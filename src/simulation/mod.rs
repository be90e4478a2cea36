//! Synthetic board frames for running without a camera.
//!
//! The renderer paints the board as a camera would see it: light playing
//! surface, dark corner markers and orientation bar, a mid-grey background,
//! all scaled by an exposure factor. Scenes can tilt, flip, or partially
//! cover the board to exercise each recognition outcome.

use image::{Rgba, RgbaImage};
use parking_lot::Mutex;

use crate::board::BoardLayout;
use crate::geometry::{Corner, Point, Quad, Transform};

/// Rectangle painted over the frame, e.g. a hand over a marker.
#[derive(Debug, Clone, Copy, PartialEq)]
pub struct Occlusion {
    pub x: f64,
    pub y: f64,
    pub width: f64,
    pub height: f64,
    pub luma: u8,
}

impl Occlusion {
    fn contains(&self, p: Point) -> bool {
        p.x >= self.x && p.y >= self.y && p.x < self.x + self.width && p.y < self.y + self.height
    }
}

/// What the simulated camera sees.
#[derive(Debug, Clone, PartialEq)]
pub struct BoardScene {
    pub width: u32,
    pub height: u32,
    /// Fraction of the frame width spanned by the board.
    pub fill: f64,
    /// Board rotation about the frame centre, degrees clockwise.
    pub rotation_deg: f64,
    pub background: u8,
    pub surface: u8,
    pub ink: u8,
    /// Multiplier on every pixel, 1.0 = nominal lighting.
    pub exposure: f32,
    pub board_visible: bool,
    pub orientation_bar: bool,
    pub occlusion: Option<Occlusion>,
    occluded_marker: Option<Corner>,
}

impl Default for BoardScene {
    fn default() -> Self {
        Self {
            width: 320,
            height: 240,
            fill: 0.75,
            rotation_deg: 0.0,
            background: 100,
            surface: 220,
            ink: 30,
            exposure: 1.0,
            board_visible: true,
            orientation_bar: true,
            occlusion: None,
            occluded_marker: None,
        }
    }
}

impl BoardScene {
    pub fn with_rotation(mut self, degrees: f64) -> Self {
        self.rotation_deg = degrees;
        self
    }

    pub fn with_exposure(mut self, exposure: f32) -> Self {
        self.exposure = exposure;
        self
    }

    pub fn without_board(mut self) -> Self {
        self.board_visible = false;
        self
    }

    pub fn without_orientation_bar(mut self) -> Self {
        self.orientation_bar = false;
        self
    }

    /// Cover the upper half of one corner marker with a skin-toned patch.
    pub fn with_marker_occluded(mut self, corner: Corner) -> Self {
        self.occluded_marker = Some(corner);
        self
    }

    /// Outer board corners in image space, board-canonical order.
    pub fn board_corners(&self, layout: &BoardLayout) -> Quad {
        let scale = self.width as f64 * self.fill / layout.width;
        let (hw, hh) = (layout.width * scale / 2.0, layout.height * scale / 2.0);
        let (cx, cy) = (self.width as f64 / 2.0, self.height as f64 / 2.0);
        let (s, c) = self.rotation_deg.to_radians().sin_cos();
        let place = |x: f64, y: f64| Point::new(cx + c * x - s * y, cy + s * x + c * y);
        Quad::new([
            place(-hw, -hh),
            place(hw, -hh),
            place(hw, hh),
            place(-hw, hh),
        ])
    }
}

/// Renders [`BoardScene`]s; the scene can be swapped while a session runs.
pub struct BoardSimulator {
    layout: BoardLayout,
    scene: Mutex<BoardScene>,
}

impl BoardSimulator {
    pub fn new(layout: BoardLayout, scene: BoardScene) -> Self {
        Self {
            layout,
            scene: Mutex::new(scene),
        }
    }

    pub fn scene(&self) -> BoardScene {
        self.scene.lock().clone()
    }

    pub fn set_scene(&self, scene: BoardScene) {
        *self.scene.lock() = scene;
    }

    /// Where the board's marker centres land in the image, board-canonical
    /// order (so for a flipped board the first corner is bottom-right).
    pub fn marker_centers_in_image(&self) -> Quad {
        let scene = self.scene.lock();
        let corners = scene.board_corners(&self.layout);
        Transform::from_quads(&self.layout.outline(), &corners)
            .ok()
            .and_then(|t| t.apply_quad(&self.layout.marker_centers()))
            .unwrap_or(corners)
    }

    pub fn render(&self) -> RgbaImage {
        let scene = self.scene.lock().clone();
        let corners = scene.board_corners(&self.layout);
        let to_board = Transform::from_quads(&corners, &self.layout.outline()).ok();
        let occlusions = self.occlusions(&scene, &corners);

        RgbaImage::from_fn(scene.width, scene.height, |x, y| {
            let p = Point::new(x as f64 + 0.5, y as f64 + 0.5);
            let mut luma = scene.background;

            if scene.board_visible {
                if let Some(b) = to_board.as_ref().and_then(|t| t.apply(p)) {
                    if self.layout.contains(b) {
                        let ink = self.layout.is_marker(b)
                            || (scene.orientation_bar && self.layout.is_orientation_bar(b));
                        luma = if ink { scene.ink } else { scene.surface };
                    }
                }
            }

            if let Some(o) = occlusions.iter().find(|o| o.contains(p)) {
                luma = o.luma;
            }

            let v = (luma as f32 * scene.exposure).round().clamp(0.0, 255.0) as u8;
            Rgba([v, v, v, 255])
        })
    }

    fn occlusions(&self, scene: &BoardScene, corners: &Quad) -> Vec<Occlusion> {
        let mut out: Vec<Occlusion> = scene.occlusion.into_iter().collect();

        let Some(corner) = scene.occluded_marker else {
            return out;
        };
        let Ok(to_image) = Transform::from_quads(&self.layout.outline(), corners) else {
            return out;
        };

        let m = self.layout.marker_size;
        let (w, h) = (self.layout.width, self.layout.height);
        let origin = match corner {
            Corner::TopLeft => Point::new(0.0, 0.0),
            Corner::TopRight => Point::new(w - m, 0.0),
            Corner::BottomRight => Point::new(w - m, h - m),
            Corner::BottomLeft => Point::new(0.0, h - m),
        };
        let marker = Quad::from_rect(origin.x, origin.y, m, m);
        if let Some(img) = to_image.apply_quad(&marker) {
            let xs = img.points().iter().map(|p| p.x);
            let ys = img.points().iter().map(|p| p.y);
            let (x0, x1) = (xs.clone().fold(f64::MAX, f64::min), xs.fold(f64::MIN, f64::max));
            let (y0, y1) = (ys.clone().fold(f64::MAX, f64::min), ys.fold(f64::MIN, f64::max));
            out.push(Occlusion {
                x: x0 - 1.0,
                y: y0 - 1.0,
                width: x1 - x0 + 2.0,
                height: (y1 - y0) / 2.0 + 1.0,
                luma: 170,
            });
        }
        out
    }
}

#[cfg(test)]
mod tests {
    use super::*;
    use crate::config::BoardConfig;

    fn simulator(scene: BoardScene) -> BoardSimulator {
        BoardSimulator::new(BoardLayout::new(&BoardConfig::default()), scene)
    }

    #[test]
    fn test_render_paints_layout() {
        let sim = simulator(BoardScene::default());
        let img = sim.render();
        assert_eq!(img.dimensions(), (320, 240));
        // Background, marker, surface, orientation bar.
        assert_eq!(img.get_pixel(5, 5)[0], 100);
        assert_eq!(img.get_pixel(45, 45)[0], 30);
        assert_eq!(img.get_pixel(160, 120)[0], 220);
        assert_eq!(img.get_pixel(160, 48)[0], 30);
    }

    #[test]
    fn test_exposure_scales_pixels() {
        let sim = simulator(BoardScene::default().with_exposure(0.5));
        assert_eq!(sim.render().get_pixel(160, 120)[0], 110);
    }

    #[test]
    fn test_scene_can_be_swapped() {
        let sim = simulator(BoardScene::default());
        sim.set_scene(BoardScene::default().without_board());
        assert_eq!(sim.render().get_pixel(160, 120)[0], 100);
        assert!(!sim.scene().board_visible);
    }

    #[test]
    fn test_marker_occlusion_covers_upper_half() {
        let sim = simulator(BoardScene::default().with_marker_occluded(Corner::TopLeft));
        let img = sim.render();
        assert_eq!(img.get_pixel(45, 42)[0], 170);
        assert_eq!(img.get_pixel(45, 53)[0], 30);
    }
}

---

_EXERCISE OBJECTIVE_:
Look over the material and return every line where the word "BoardLayout" is found.

_TASK RESPONSE_:
use crate::board::BoardLayout;
    pub fn board_corners(&self, layout: &BoardLayout) -> Quad {
    layout: BoardLayout,
    pub fn new(layout: BoardLayout, scene: BoardScene) -> Self {
        BoardSimulator::new(BoardLayout::new(&BoardConfig::default()), scene)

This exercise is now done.